848: Set Equation Theory/1

[Harvey Friedman]

The book is now taking some additional shape.

TANGIBLE INCOMPLETENESS
1. Boolean Relation Theory.
2. Invariant Maximality Theory.
3. Set Equation Theory

Of course, the Brand New Tangible Incompleteness series 1-5  is in chapter
2, Invariant Maximality Theory. Boolean Relation Theory is on my
website, downloadable manuscripts, and is already about 800 pages.
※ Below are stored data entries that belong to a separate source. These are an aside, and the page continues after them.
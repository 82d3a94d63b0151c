use async_trait::async_trait;
use chrono::{DateTime, Utc};
use rust_decimal::Decimal;
use sqlx::types::Json;
use sqlx::{FromRow, PgPool};
use std::str::FromStr;

use super::corrupt;
use crate::domain::company::{
  Company, CompanyId, CompanyName, CompanyRepository, CompanyType, ContactInfo,
};
use crate::domain::shared::{Location, RepositoryError};

#[derive(Debug, FromRow)]
struct CompanyRow {
  id: String,
  company_type: String,
  name: String,
  credit_limit: Option<Decimal>,
  contact: Json<ContactInfo>,
  address: Option<Json<Location>>,
  metadata: serde_json::Value,
  created_at: DateTime<Utc>,
  updated_at: DateTime<Utc>,
}

impl TryFrom<CompanyRow> for Company {
  type Error = RepositoryError;

  fn try_from(row: CompanyRow) -> Result<Self, Self::Error> {
    Ok(Company {
      id: CompanyId::parse(row.id).map_err(corrupt)?,
      company_type: CompanyType::from_str(&row.company_type).map_err(corrupt)?,
      name: CompanyName::new(row.name).map_err(corrupt)?,
      credit_limit: row.credit_limit,
      contact: row.contact.0,
      address: row.address.map(|a| a.0),
      metadata: row.metadata,
      created_at: row.created_at,
      updated_at: row.updated_at,
    })
  }
}

const COMPANY_COLUMNS: &str =
  "id, company_type, name, credit_limit, contact, address, metadata, created_at, updated_at";

pub struct PostgresCompanyRepository {
  pool: PgPool,
}

impl PostgresCompanyRepository {
  pub fn new(pool: PgPool) -> Self {
    Self { pool }
  }
}

#[async_trait]
impl CompanyRepository for PostgresCompanyRepository {
  async fn create(&self, company: Company) -> Result<Company, RepositoryError> {
    let row = sqlx::query_as::<_, CompanyRow>(&format!(
      r#"
            INSERT INTO companies (
                id, company_type, name, credit_limit, contact, address, metadata,
                created_at, updated_at
            )
            VALUES ($1, $2, $3, $4, $5, $6, $7, $8, $9)
            RETURNING {COMPANY_COLUMNS}
            "#
    ))
    .bind(company.id.as_str())
    .bind(company.company_type.as_str())
    .bind(company.name.as_str())
    .bind(company.credit_limit)
    .bind(Json(&company.contact))
    .bind(company.address.as_ref().map(Json))
    .bind(&company.metadata)
    .bind(company.created_at)
    .bind(company.updated_at)
    .fetch_one(&self.pool)
    .await?;

    row.try_into()
  }

  async fn update(&self, company: Company) -> Result<Company, RepositoryError> {
    let row = sqlx::query_as::<_, CompanyRow>(&format!(
      r#"
            UPDATE companies
            SET name = $2, credit_limit = $3, contact = $4, address = $5,
                metadata = $6, updated_at = $7
            WHERE id = $1
            RETURNING {COMPANY_COLUMNS}
            "#
    ))
    .bind(company.id.as_str())
    .bind(company.name.as_str())
    .bind(company.credit_limit)
    .bind(Json(&company.contact))
    .bind(company.address.as_ref().map(Json))
    .bind(&company.metadata)
    .bind(company.updated_at)
    .fetch_optional(&self.pool)
    .await?
    .ok_or(RepositoryError::NotFound)?;

    row.try_into()
  }

  async fn find_by_id(&self, id: &CompanyId) -> Result<Option<Company>, RepositoryError> {
    let row = sqlx::query_as::<_, CompanyRow>(&format!(
      "SELECT {COMPANY_COLUMNS} FROM companies WHERE id = $1"
    ))
    .bind(id.as_str())
    .fetch_optional(&self.pool)
    .await?;

    row.map(|r| r.try_into()).transpose()
  }

  async fn list(&self, company_type: Option<CompanyType>) -> Result<Vec<Company>, RepositoryError> {
    let rows = sqlx::query_as::<_, CompanyRow>(&format!(
      r#"
            SELECT {COMPANY_COLUMNS}
            FROM companies
            WHERE $1::TEXT IS NULL OR company_type = $1
            ORDER BY name ASC
            "#
    ))
    .bind(company_type.map(|t| t.as_str()))
    .fetch_all(&self.pool)
    .await?;

    rows.into_iter().map(|r| r.try_into()).collect()
  }

  async fn delete(&self, id: &CompanyId) -> Result<(), RepositoryError> {
    let result = sqlx::query("DELETE FROM companies WHERE id = $1")
      .bind(id.as_str())
      .execute(&self.pool)
      .await?;

    if result.rows_affected() == 0 {
      Err(RepositoryError::NotFound)
    } else {
      Ok(())
    }
  }
}

#[cfg(test)]
mod tests {
  use super::*;
  use crate::domain::company::CompanyProfile;
  use crate::infrastructure::persistence::postgres::test_db::setup_test_db;
  use serde_json::json;

  fn carrier() -> Company {
    Company::new(
      CompanyType::Carrier,
      CompanyProfile {
        name: CompanyName::new("Pennine Haulage Ltd").unwrap(),
        credit_limit: Some(Decimal::new(500000, 2)),
        contact: ContactInfo::new(None, Some("ops@pennine.example".to_string()), None).unwrap(),
        address: None,
        metadata: json!({"fleet_size": 12}),
      },
    )
    .unwrap()
  }

  #[tokio::test]
  #[ignore = "requires Docker"]
  async fn test_create_find_and_delete() {
    let (pool, _container) = setup_test_db().await;
    let repo = PostgresCompanyRepository::new(pool);

    let created = repo.create(carrier()).await.unwrap();
    let found = repo.find_by_id(&created.id).await.unwrap().unwrap();
    assert_eq!(found.name.as_str(), "Pennine Haulage Ltd");
    assert_eq!(found.metadata, json!({"fleet_size": 12}));
    assert_eq!(
      repo.list(Some(CompanyType::Customer)).await.unwrap().len(),
      0
    );

    repo.delete(&created.id).await.unwrap();
    assert!(repo.find_by_id(&created.id).await.unwrap().is_none());
    assert!(matches!(
      repo.delete(&created.id).await,
      Err(RepositoryError::NotFound)
    ));
  }
}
There has been a major breakthrough in Tangible Incompleteness at the
HUGE level. Recall HUGE is ZFC + {there exists an n-huge cardinal}_n.
lambda is n-huge if and only if there is a nontrivial elementary
embedding from V(lambda) into V(mu) where j...j(kappa) = lambda, where
kappa is the critical point and there are k j's. (This is a
reformulation of the standard formulations that involving elementary
embeddings of V into classes).

DEFINITION 1. The upper shift USH maps Q* into Q* and USH(x) results
from adding 1 to all nonnegative coordinates of x. The extensive upper
shift EUSH:Q* into Q*  is defined by EUSH(x) is the result of adding 1
to all coordinates at least as large as some coordinates of x in N.
The upper shift and the extensive upper shift of S containedin Q^k is
the set of all USH(x), EUSH(x), x in S, respectively.

USH and EUSH is to be distinguished from the USH/N that we use in the
LEAD in Invariant Maximality. EUSH is more like USH/N than USH.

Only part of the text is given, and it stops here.